(NewsReady.com) – The US has the largest defense budget in the world — but how much of it is actually being spent on our military? A new report says the Pentagon budget isn’t giving us value for our money and needs to be a lot more transparent. Among other things, we need to find out how much defense spending isn’t being used for defense.
The Defense Budget in Perspective. The US annual budget deficit now approaches $1.5 trillion. Read the full analysis from Peter Huessy at The Center for Military Modernization.https://t.co/ALE9hYefmi #military #nuclearweapons #nuclearwar #nuclear #nuclearenergy #budget2023
— Warrior Maven (@thewarriormaven) December 22, 2022
A November 2022 report by the conservative American Enterprise Institute strongly criticized the Department of Defense (DOD) for the complexity and confusion of its funding. The report pointed out that although the DOD budget has almost tripled since the end of the Cold War, that hasn’t given us a more powerful military. Instead, huge sums of “defense” spending are actually earmarked for projects that won’t buy us a single extra bullet.
On December 16, 2022, Congress approved the FY 2023 National Defense Authorization Act, allocating the DOD $857 billion for this fiscal year. That sounds like a lot of money, especially as the country with the second-largest defense budget — China — is estimated to be spending $293 billion. On paper, we’re spending almost three times as much as they are, which should give us a comfortable advantage.
The reality is a bit different. For example, $278.1 billion of the 2023 defense appropriation is scheduled to be spent on “Operation and maintenance.” That sounds pretty military, but it’s a deceptive title. That money will go to gender advisers, environmental projects on military land, and renaming bases that were named after Confederate officers. Wiping historic names like Fort Benning and Fort Bragg off the map might please liberals, but it contributes exactly zero to our military capability.

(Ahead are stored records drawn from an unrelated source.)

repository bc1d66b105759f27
use thiserror::Error;

/// # Summary
/// 存储层错误枚举，处理数据库连接、读写及事务失败等问题。
///
/// # Invariants
/// - 必须通过 `thiserror` 派生 `Error` trait。
#[derive(Error, Debug)]
pub enum StoreError {
    /// 数据库操作失败
    #[error("Database error: {0}")]
    Database(String),
    /// 事务提交或回滚失败
    #[error("Transaction error: {0}")]
    Transaction(String),
    /// 初始化存储失败
    #[error("Initialization error: {0}")]
    InitError(String),
}
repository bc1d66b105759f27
use super::entity::{StockRecord, StockUpsert, Upserted};
use super::error::StoreError;
use async_trait::async_trait;

/// # Summary
/// 快照存储接口，负责 `StockRecord` 表的持久化与读取。
///
/// # Invariants
/// - 所有写操作必须经由 `begin` 打开的事务进行，保证整批写入的原子性。
/// - 读接口只返回已提交的数据。
#[async_trait]
pub trait SnapshotStore: Send + Sync {
    /// # Summary
    /// 开启一个写事务。
    ///
    /// # Logic
    /// 1. 从连接池取出一条连接并执行 `BEGIN`。
    /// 2. 返回的事务句柄在 `commit` 前被丢弃时自动回滚。
    ///
    /// # Returns
    /// 成功返回事务句柄。
    async fn begin(&self) -> Result<Box<dyn SnapshotTransaction>, StoreError>;

    /// # Summary
    /// 读取完整快照。
    ///
    /// # Logic
    /// 按 `id` 升序返回全部行。
    ///
    /// # Returns
    /// 快照行列表。
    async fn list_records(&self) -> Result<Vec<StockRecord>, StoreError>;

    /// # Summary
    /// 按代码读取单行。
    ///
    /// # Arguments
    /// * `ticker`: 股票代码 (区分大小写)。
    ///
    /// # Returns
    /// 存在返回 `Some(StockRecord)`，否则返回 `None`。
    async fn get_record(&self, ticker: &str) -> Result<Option<StockRecord>, StoreError>;
}

/// # Summary
/// 快照写事务 (Unit of Work)。
///
/// # Invariants
/// - 事务内的写入在 `commit` 之前对外不可见。
/// - 未提交即被丢弃的事务等同于 `rollback`。
#[async_trait]
pub trait SnapshotTransaction: Send {
    /// # Summary
    /// 按代码定位或新建一行，并整体覆盖名称、行业、价格与更新时间。
    ///
    /// # Logic
    /// 1. 按 `ticker` 查找已有行。
    /// 2. 存在则覆盖除 `id`/`ticker` 外的字段，否则插入新行。
    ///
    /// # Arguments
    /// * `upsert`: 写入请求。
    ///
    /// # Returns
    /// 写入后的行以及是否为新建。
    async fn upsert(&mut self, upsert: &StockUpsert) -> Result<Upserted, StoreError>;

    /// 提交事务
    async fn commit(self: Box<Self>) -> Result<(), StoreError>;

    /// 回滚事务
    async fn rollback(self: Box<Self>) -> Result<(), StoreError>;
}
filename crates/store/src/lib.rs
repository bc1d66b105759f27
//! # `sp500-store` - 持久化层
//!
//! 基于 `sqlx` + SQLite 的快照表实现，对外只暴露 `sp500-core` 中的 `SnapshotStore` 契约。

pub mod snapshot;
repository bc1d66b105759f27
pub mod stocks;
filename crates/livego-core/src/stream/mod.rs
//! Server-push event channel
//!
//! Independent of the request/response update cycle, a component may open a
//! long-lived push connection that streams server-originated events. The
//! channel reconnects with exponential backoff and demultiplexes frames to
//! per-event-type subscribers. It never touches the engine's snapshot.
//!
//! ## Architecture
//!
//! ```text
//! ┌─────────────────────────────────────────────────────────────────┐
//! │  StreamChannel<S: PushSource>                                   │
//! │  ├── connection task (one per connect())                        │
//! │  │   └── S::open ──► FrameStream ──► dispatch_frame             │
//! │  ├── ReconnectPolicy (base · 2^attempt, max attempts)           │
//! │  ├── listeners: event type ──► Subscribers<Fn(&Value)>          │
//! │  └── handler: optional global Fn(&StreamEvent)                  │
//! │                                                                 │
//! │  HttpPushSource                                                 │
//! │  └── GET <endpoint>/livego/stream ──► SseDecoder ──► RawFrame   │
//! └─────────────────────────────────────────────────────────────────┘
//! ```

pub mod backoff;
pub mod channel;
pub mod events;
pub mod source;
pub mod sse;

pub use backoff::ReconnectPolicy;
pub use channel::{EventCallback, EventHandler, StreamChannel};
pub use events::{ChannelHooks, ChannelState, ErrorHook, LifecycleHook};
pub use source::{FrameStream, HttpPushSource, PushSource, StreamTarget};
pub use sse::{RawFrame, SseDecoder, DEFAULT_EVENT_TYPE, MAX_LINE_LENGTH};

After adding up Operations and Maintenance, medical research and other assorted projects, just $298 billion of the 2023 budget is scheduled to be spent on maintenance and replacement of military equipment. That’s just $5 billion more than China is spending, and in China’s communist economy, weapons manufacturers probably give the regime a very competitive price. China is deploying innovative new weapons, while much of our arsenal — the M1 tank, M2 Bradley IFV and Ticonderoga-class cruiser, for example — date from the 1980s or even earlier. But, unless defense spending gets much more transparent, the money will continue to be diverted to planting trees, replacing signs, and paying gender advisers.